The RNLI have released a statement to Police Hour RNLI Statement

“Following a fair and robust investigation and appeal process, we have upheld our decision to stand down two crew members from Whitby RNLI.

“Volunteers are entitled to appeal against our decisions and each case is considered on an individual basis. In this case, no new evidence was presented to us and we stand by our original decision.

“We recognise the years of dedication it takes to become a crew member and do not stand volunteers down lightly. But, like any emergency service, the RNLI sets high standards and expects all its volunteers and staff to set an example, not just in terms of their maritime expertise but also in their behaviour and respect for others.

“One volunteer was stood down for social media activity which targeted a member of RNLI staff without their knowledge and produced graphic sexual images which went far beyond banter.

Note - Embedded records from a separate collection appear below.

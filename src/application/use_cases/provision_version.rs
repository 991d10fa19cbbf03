use crate::application::dto::{PollSettings, ProvisionRequest};
use crate::ports::outbound::{ProgressReporter, SecurityManagementService, StepStatus};
use crate::scan_pipeline::domain::{
    ApplicationRef, AttributeAssignment, BulkRequest, FindingQuery, VersionId, VersionRef,
};
use crate::scan_pipeline::policies::TerminalVocabulary;
use crate::scan_pipeline::services::{BoundedFanout, FindingReconciler, Poller};
use crate::shared::error::PipelineError;
use crate::shared::Result;

/// Result of provisioning the target version
#[derive(Debug, Clone, PartialEq, Eq)]
pub struct ProvisionOutcome {
    pub version_id: VersionId,
    /// `false` when the version already existed and nothing was changed
    pub created: bool,
    /// Optional enrichment steps that failed without failing provisioning
    pub warnings: Vec<String>,
}

/// ProvisionVersionUseCase - Idempotent get-or-create of the target version
///
/// An existing version is returned untouched. A new one is created
/// uncommitted, configured, seeded from the source version when one is
/// given, then committed. A version that fails to commit is deleted.
pub struct ProvisionVersionUseCase<'a, S, PR> {
    service: &'a S,
    progress_reporter: &'a PR,
    fanout: BoundedFanout,
    reconciler: FindingReconciler,
    poll: PollSettings,
}

impl<'a, S, PR> ProvisionVersionUseCase<'a, S, PR>
where
    S: SecurityManagementService,
    PR: ProgressReporter,
{
    pub fn new(
        service: &'a S,
        progress_reporter: &'a PR,
        fanout: BoundedFanout,
        reconciler: FindingReconciler,
        poll: PollSettings,
    ) -> Self {
        Self {
            service,
            progress_reporter,
            fanout,
            reconciler,
            poll,
        }
    }

    /// Executes the provisioning use case
    ///
    /// # Errors
    /// * `PipelineError::ProvisioningFailed` when the version cannot be created
    /// * `PipelineError::CommitFailed` when the commit fails (the version is deleted first)
    /// * Transport errors from the initial existence check
    pub async fn execute(&self, request: &ProvisionRequest) -> Result<ProvisionOutcome> {
        let target = &request.target;
        let step = format!("Checking if version {} exists", target);

        if let Some(existing) = self.service.find_version(target).await? {
            self.progress_reporter.report_step(&step, StepStatus::Exists);
            return Ok(ProvisionOutcome {
                version_id: existing.id,
                created: false,
                warnings: Vec::new(),
            });
        }
        self.progress_reporter.report_step(&step, StepStatus::NotFound);

        let version_id = self.create(target).await?;
        let mut warnings = Vec::new();

        let source_id = match &request.source {
            Some(source) => self.resolve_source(source, &mut warnings).await,
            None => None,
        };
        if let Some(source_id) = source_id {
            self.copy_state(source_id, version_id, &mut warnings).await;
        }

        self.configure(version_id, request, &mut warnings).await;
        self.commit(version_id, target).await?;

        if let (Some(source_id), true) = (source_id, request.copy_vulnerabilities) {
            self.copy_findings(source_id, version_id, &mut warnings).await;
        }

        Ok(ProvisionOutcome {
            version_id,
            created: true,
            warnings,
        })
    }

    async fn create(&self, target: &VersionRef) -> Result<VersionId> {
        let application = match self.service.find_application(target.application()).await {
            Ok(Some(id)) => ApplicationRef::Id(id),
            Ok(None) => {
                self.progress_reporter.report(&format!(
                    "Application {} not found, creating it with the version",
                    target.application()
                ));
                ApplicationRef::Name(target.application().to_string())
            }
            Err(e) => return Err(provisioning_failed(target, e)),
        };

        let step = format!("Creating version {}", target);
        match self
            .service
            .create_version(&application, target.version())
            .await
        {
            Ok(id) => {
                self.progress_reporter.report_step(&step, StepStatus::Success);
                tracing::debug!(version_id = %id, "version created");
                Ok(id)
            }
            Err(e) => {
                self.progress_reporter.report_step(&step, StepStatus::Failure);
                Err(provisioning_failed(target, e))
            }
        }
    }

    /// Resolves the source version; a missing or unreadable source only skips copying
    async fn resolve_source(
        &self,
        source: &VersionRef,
        warnings: &mut Vec<String>,
    ) -> Option<VersionId> {
        let step = format!("Looking up source version {}", source);
        match self.service.find_version(source).await {
            Ok(Some(version)) => {
                self.progress_reporter.report_step(&step, StepStatus::Exists);
                Some(version.id)
            }
            Ok(None) => {
                self.progress_reporter.report_step(&step, StepStatus::NotFound);
                self.warn(
                    warnings,
                    format!("Source version {} not found, nothing is copied", source),
                );
                None
            }
            Err(e) => {
                self.progress_reporter.report_step(&step, StepStatus::Failure);
                self.warn(
                    warnings,
                    format!("Failed to look up source version {}: {:#}", source, e),
                );
                None
            }
        }
    }

    async fn copy_state(&self, source: VersionId, target: VersionId, warnings: &mut Vec<String>) {
        let step = format!("Copying version state {} -> {}", source, target);
        match self.service.copy_version_state(source, target).await {
            Ok(()) => self.progress_reporter.report_step(&step, StepStatus::Success),
            Err(e) => {
                self.progress_reporter.report_step(&step, StepStatus::Failure);
                self.warn(warnings, format!("Failed to copy version state: {:#}", e));
            }
        }
    }

    async fn configure(
        &self,
        version: VersionId,
        request: &ProvisionRequest,
        warnings: &mut Vec<String>,
    ) {
        if let Some(template) = &request.issue_template {
            let step = format!("Setting issue template {}", template);
            match self.service.set_issue_template(version, template).await {
                Ok(true) => self.progress_reporter.report_step(&step, StepStatus::Success),
                Ok(false) => {
                    self.progress_reporter.report_step(&step, StepStatus::NotFound);
                    self.warn(warnings, format!("Issue template {} not found", template));
                }
                Err(e) => {
                    self.progress_reporter.report_step(&step, StepStatus::Failure);
                    self.warn(warnings, format!("Failed to set issue template: {:#}", e));
                }
            }
        }

        if request.attributes.is_empty() {
            return;
        }
        match self.apply_attributes(version, &request.attributes).await {
            Ok(rejected) => {
                let status = if rejected.is_empty() {
                    StepStatus::Success
                } else {
                    StepStatus::Failure
                };
                self.progress_reporter
                    .report_step("Setting version attributes", status);
                for attribute in rejected {
                    self.warn(warnings, format!("Attribute assignment failed: {}", attribute));
                }
            }
            Err(e) => {
                self.progress_reporter
                    .report_step("Setting version attributes", StepStatus::Failure);
                self.warn(warnings, format!("Failed to set version attributes: {:#}", e));
            }
        }
    }

    /// Applies every attribute independently.
    ///
    /// # Returns
    /// The assignments the service rejected
    ///
    /// # Errors
    /// The first transport error, reported once every assignment has completed
    pub async fn apply_attributes(
        &self,
        version: VersionId,
        attributes: &[AttributeAssignment],
    ) -> Result<Vec<AttributeAssignment>> {
        let outcomes = self
            .fanout
            .run(attributes, |attribute| async move {
                let outcome = self.service.set_attribute(version, attribute).await;
                tracing::debug!(%attribute, ok = ?outcome.as_ref().ok(), "attribute assigned");
                (attribute, outcome)
            })
            .await;

        let mut rejected = Vec::new();
        let mut first_error = None;
        for (attribute, outcome) in outcomes {
            match outcome {
                Ok(true) => {}
                Ok(false) => rejected.push(attribute.clone()),
                Err(e) => {
                    if first_error.is_none() {
                        first_error = Some(e.context(format!("Failed to set attribute {}", attribute)));
                    }
                }
            }
        }
        match first_error {
            Some(e) => Err(e),
            None => Ok(rejected),
        }
    }

    async fn commit(&self, version: VersionId, target: &VersionRef) -> Result<()> {
        let step = format!("Committing version {} (id: {})", target, version);
        match self.commit_and_confirm(version).await {
            Ok(()) => {
                self.progress_reporter.report_step(&step, StepStatus::Success);
                Ok(())
            }
            Err(e) => {
                self.progress_reporter.report_step(&step, StepStatus::Failure);
                let reason = format!("{:#}", e);
                if let Err(delete_error) = self.service.delete_version(version).await {
                    tracing::warn!(version_id = %version, "failed to delete uncommitted version: {:#}", delete_error);
                    self.progress_reporter.report_warning(&format!(
                        "Failed to delete uncommitted version {}: {:#}",
                        version, delete_error
                    ));
                } else {
                    self.progress_reporter
                        .report(&format!("Deleted uncommitted version {}", version));
                }
                Err(PipelineError::CommitFailed {
                    version_id: version.value(),
                    reason,
                }
                .into())
            }
        }
    }

    async fn commit_and_confirm(&self, version: VersionId) -> Result<()> {
        self.service.commit_version(version).await?;
        let job = version.to_string();
        Poller::new(
            "Version commit",
            TerminalVocabulary::VERSION_COMMIT,
            self.poll.commit_policy(),
        )
        .await_terminal(
            &job,
            || self.service.get_version(version),
            |attempt, status| self.progress_reporter.report_poll(&job, status, attempt),
        )
        .await?;
        Ok(())
    }

    /// Copies findings server-side, then re-applies their audit values on the target
    async fn copy_findings(&self, source: VersionId, target: VersionId, warnings: &mut Vec<String>) {
        let step = format!("Copying vulnerabilities {} -> {}", source, target);
        if let Err(e) = self.service.copy_vulnerabilities(source, target).await {
            self.progress_reporter.report_step(&step, StepStatus::Failure);
            self.warn(warnings, format!("Failed to copy vulnerabilities: {:#}", e));
            return;
        }
        self.progress_reporter.report_step(&step, StepStatus::Success);

        let step = format!("Copying audit values {} -> {}", source, target);
        match self.copy_audit(source, target).await {
            Ok(count) => {
                self.progress_reporter.report_step(&step, StepStatus::Success);
                tracing::debug!(count, "audit requests submitted");
            }
            Err(e) => {
                self.progress_reporter.report_step(&step, StepStatus::Failure);
                self.warn(warnings, format!("Failed to copy audit values: {:#}", e));
            }
        }
    }

    /// Returns the number of findings whose audit values were submitted
    pub async fn copy_audit(&self, source: VersionId, target: VersionId) -> Result<usize> {
        let source_findings = self
            .service
            .list_findings(source, &FindingQuery::identities_with_audit())
            .await?;
        let target_findings = self
            .service
            .list_findings(target, &FindingQuery::identities())
            .await?;
        let source_count = source_findings.len();
        let transposed = self.reconciler.transpose(source_findings, &target_findings);
        tracing::debug!(
            source = source_count,
            matched = transposed.len(),
            "findings transposed to target version"
        );

        let requests: Vec<BulkRequest> = transposed
            .iter()
            .filter(|f| !f.audit_values.is_empty())
            .map(|f| BulkRequest::audit(target, f.handle(), &f.audit_values))
            .collect();
        if !requests.is_empty() {
            self.service.submit_bulk(&requests).await?;
        }
        Ok(requests.len())
    }

    fn warn(&self, warnings: &mut Vec<String>, message: String) {
        tracing::warn!("{}", message);
        self.progress_reporter.report_warning(&message);
        warnings.push(message);
    }
}

fn provisioning_failed(target: &VersionRef, error: anyhow::Error) -> anyhow::Error {
    PipelineError::ProvisioningFailed {
        app: target.application().to_string(),
        version: target.version().to_string(),
        reason: format!("{:#}", error),
    }
    .into()
}
//! Job summary read model
//!
//! Aggregates version identity, security rating, gate status, scan recency
//! and per-scan-type finding counts.

use chrono::{DateTime, Utc};

/// Security gate outcome as shown in the summary
#[derive(Debug, Clone, Copy, PartialEq, Eq)]
pub enum GateStatus {
    Passed,
    Failed,
    /// The gate could not be evaluated
    Unknown,
}

impl From<Option<bool>> for GateStatus {
    fn from(passed: Option<bool>) -> Self {
        match passed {
            Some(true) => GateStatus::Passed,
            Some(false) => GateStatus::Failed,
            None => GateStatus::Unknown,
        }
    }
}

/// A finding count with the part of it that is new
#[derive(Debug, Clone, Copy, Default, PartialEq, Eq)]
pub struct CountCell {
    pub total: u64,
    pub new: u64,
}

impl CountCell {
    pub fn new(total: u64, new: u64) -> Self {
        Self { total, new }
    }

    pub fn add(&mut self, other: CountCell) {
        self.total += other.total;
        self.new += other.new;
    }
}

/// Finding counts of one scan type, one cell per filter set folder
#[derive(Debug, Clone, PartialEq, Eq)]
pub struct ScanTypeRow {
    /// Engine name as reported by the service (e.g. `SCA`)
    pub scan_type: String,
    pub cells: Vec<CountCell>,
}

impl ScanTypeRow {
    pub fn total(&self) -> CountCell {
        let mut total = CountCell::default();
        for cell in &self.cells {
            total.add(*cell);
        }
        total
    }
}

/// Most recent successful scan of one scan type
#[derive(Debug, Clone, PartialEq, Eq)]
pub struct LastScanView {
    pub scan_type: String,
    pub date: DateTime<Utc>,
}

#[derive(Debug, Clone, PartialEq)]
pub struct JobSummary {
    pub application: String,
    pub version: String,
    /// Link to the audit page of the version
    pub version_url: String,
    /// Security rating from 0 to 5
    pub security_rating: f64,
    pub gate_status: GateStatus,
    pub gate_url: String,
    pub last_scans: Vec<LastScanView>,
    pub filter_set: String,
    pub folders: Vec<String>,
    pub rows: Vec<ScanTypeRow>,
    pub generated_at: DateTime<Utc>,
}

impl JobSummary {
    /// Column totals across every scan type row
    pub fn folder_totals(&self) -> Vec<CountCell> {
        let mut totals = vec![CountCell::default(); self.folders.len()];
        for row in &self.rows {
            for (total, cell) in totals.iter_mut().zip(&row.cells) {
                total.add(*cell);
            }
        }
        totals
    }

    pub fn grand_total(&self) -> CountCell {
        let mut total = CountCell::default();
        for cell in self.folder_totals() {
            total.add(cell);
        }
        total
    }
}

“The other volunteer produced a hardcore pornographic image of a fellow crew member on a mug. Some newspapers created their own image of a mug, but the actual image produced by the volunteer was so graphic that no newspaper would be able to print it without breaking the law.

“We will continue to challenge any inappropriate behaviours and practices by staff or volunteers, and we do this for the thousands of volunteers who are committed to doing the right thing as they operate our 238 lifeboat stations 24/7.

“The remaining volunteer crew at Whitby are working closely with the RNLI to operate an effective lifesaving operation at Whitby lifeboat station. We would ask the local community to continue to support our volunteers, in what has been a challenging time, as they remain dedicated to saving lives on the Yorkshire coast.”